Foreword Tim Pat Coogan
Path to Freedom
Foreword
America’s loss was to be Ireland’s gain. For if Michael Collins had taken his brother Pat’s advice, the Republic of Ireland might not exist today. Watching the storm clouds of World War I gather over Europe, Pat had written to Michael from Chicago urging his young brother to leave his job in a London financial institution and come to join him in America. Had they teamed up, one is tempted to speculate that one of the all-time great Pat-and-Mike success stories might have resulted. As it was, Pat became a captain of police in Chicago and Michael went on to destroy the Irish police force, the armed Royal Irish Constabulary (R.I.C.). In doing so he laid the foundations for today’s unarmed Irish police, the Garda Siochana or Civic Guard.

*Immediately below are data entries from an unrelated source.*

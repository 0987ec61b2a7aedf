use serde::{Deserialize, Serialize};
use std::path::{Path, PathBuf};

use crate::error::{Error, Result};

/// Environment variable prefix, e.g. `PDF_VAULT__SERVER__PORT=9000`.
pub const ENV_PREFIX: &str = "PDF_VAULT";

/// Default upload limit (50 MB)
pub const DEFAULT_MAX_FILE_SIZE: u64 = 50 * 1024 * 1024;

/// Blob storage configuration
#[derive(Debug, Clone, Serialize, Deserialize)]
pub struct StorageConfig {
    /// Directory that holds uploaded PDF files
    #[serde(default = "default_upload_dir")]
    pub upload_dir: PathBuf,

    /// Largest accepted upload in bytes
    #[serde(default = "default_max_file_size")]
    pub max_file_size: u64,
}

fn default_upload_dir() -> PathBuf {
    PathBuf::from("./uploads/pdfs")
}

const fn default_max_file_size() -> u64 {
    DEFAULT_MAX_FILE_SIZE
}

impl Default for StorageConfig {
    fn default() -> Self {
        Self {
            upload_dir: default_upload_dir(),
            max_file_size: default_max_file_size(),
        }
    }
}

/// Catalog configuration
#[derive(Debug, Clone, Default, Serialize, Deserialize)]
pub struct CatalogConfig {
    /// Catalog database directory (defaults to ~/.local/share/pdf-vault/catalog)
    pub path: Option<PathBuf>,
}

impl CatalogConfig {
    /// Resolved database location.
    pub fn resolved_path(&self) -> PathBuf {
        self.path
            .clone()
            .unwrap_or_else(crate::util::default_catalog_path)
    }
}

/// HTTP server configuration
#[derive(Debug, Clone, Serialize, Deserialize)]
pub struct ServerConfig {
    #[serde(default = "default_host")]
    pub host: String,
    #[serde(default = "default_port")]
    pub port: u16,
}

fn default_host() -> String {
    "127.0.0.1".to_string()
}

const fn default_port() -> u16 {
    8080
}

impl Default for ServerConfig {
    fn default() -> Self {
        Self {
            host: default_host(),
            port: default_port(),
        }
    }
}

/// Application configuration
#[derive(Debug, Clone, Default, Serialize, Deserialize)]
pub struct AppConfig {
    /// Blob storage settings
    #[serde(default)]
    pub storage: StorageConfig,

    /// Document catalog settings
    #[serde(default)]
    pub catalog: CatalogConfig,

    /// HTTP server settings
    #[serde(default)]
    pub server: ServerConfig,
}

impl AppConfig {
    /// Load configuration from a single TOML file
    pub fn from_file(path: impl AsRef<Path>) -> Result<Self> {
        let content = std::fs::read_to_string(path.as_ref()).map_err(|e| {
            Error::ConfigLoad(format!(
                "Failed to read config file {}: {}",
                path.as_ref().display(),
                e
            ))
        })?;

        let config: Self = toml::from_str(&content)
            .map_err(|e| Error::ConfigLoad(format!("Failed to parse config: {e}")))?;
        config.validate()?;
        Ok(config)
    }

    /// Load layered configuration.
    ///
    /// Later sources override earlier ones:
    /// 1. built-in defaults
    /// 2. `~/.config/pdf-vault/config.toml`
    /// 3. `./config.toml`
    /// 4. `PDF_VAULT__SECTION__KEY` environment variables
    pub fn load() -> Result<Self> {
        let mut builder = config::Config::builder();

        if let Some(config_dir) = crate::util::config_dir() {
            let user_config = config_dir.join("pdf-vault").join("config.toml");
            if user_config.exists() {
                tracing::debug!("Loading config from {}", user_config.display());
            }
            builder = builder.add_source(config::File::from(user_config).required(false));
        }

        builder = builder
            .add_source(config::File::from(PathBuf::from("config.toml")).required(false))
            .add_source(
                config::Environment::with_prefix(ENV_PREFIX)
                    .prefix_separator("__")
                    .separator("__")
                    .try_parsing(true),
            );

        let config: Self = builder
            .build()
            .and_then(config::Config::try_deserialize)
            .map_err(|e| Error::ConfigLoad(e.to_string()))?;

        config.validate()?;
        Ok(config)
    }

    /// Reject values that would make the service unusable.
    pub fn validate(&self) -> Result<()> {
        if self.storage.max_file_size == 0 {
            return Err(Error::ConfigInvalid {
                field: "storage.max_file_size".to_string(),
                reason: "must be greater than zero".to_string(),
            });
        }
        if self.storage.upload_dir.as_os_str().is_empty() {
            return Err(Error::ConfigInvalid {
                field: "storage.upload_dir".to_string(),
                reason: "must not be empty".to_string(),
            });
        }
        Ok(())
    }

    /// Render as TOML (used by `pdf-vault config`).
    pub fn to_toml(&self) -> Result<String> {
        toml::to_string_pretty(self).map_err(|e| Error::ConfigLoad(e.to_string()))
    }
}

In the early stages of World War I, the then twenty-six year-old Collins agonised over Pat’s letters inviting him to America. He took long lonely walks through London’s dockland, seeing the ships leave for the New World, wondering should he go himself. War meant conscription would come, bringing with it an unthinkable choice: to become a conscientious objector, a course repugnant to his warrior soul, or to don a British uniform and fight for the Crown.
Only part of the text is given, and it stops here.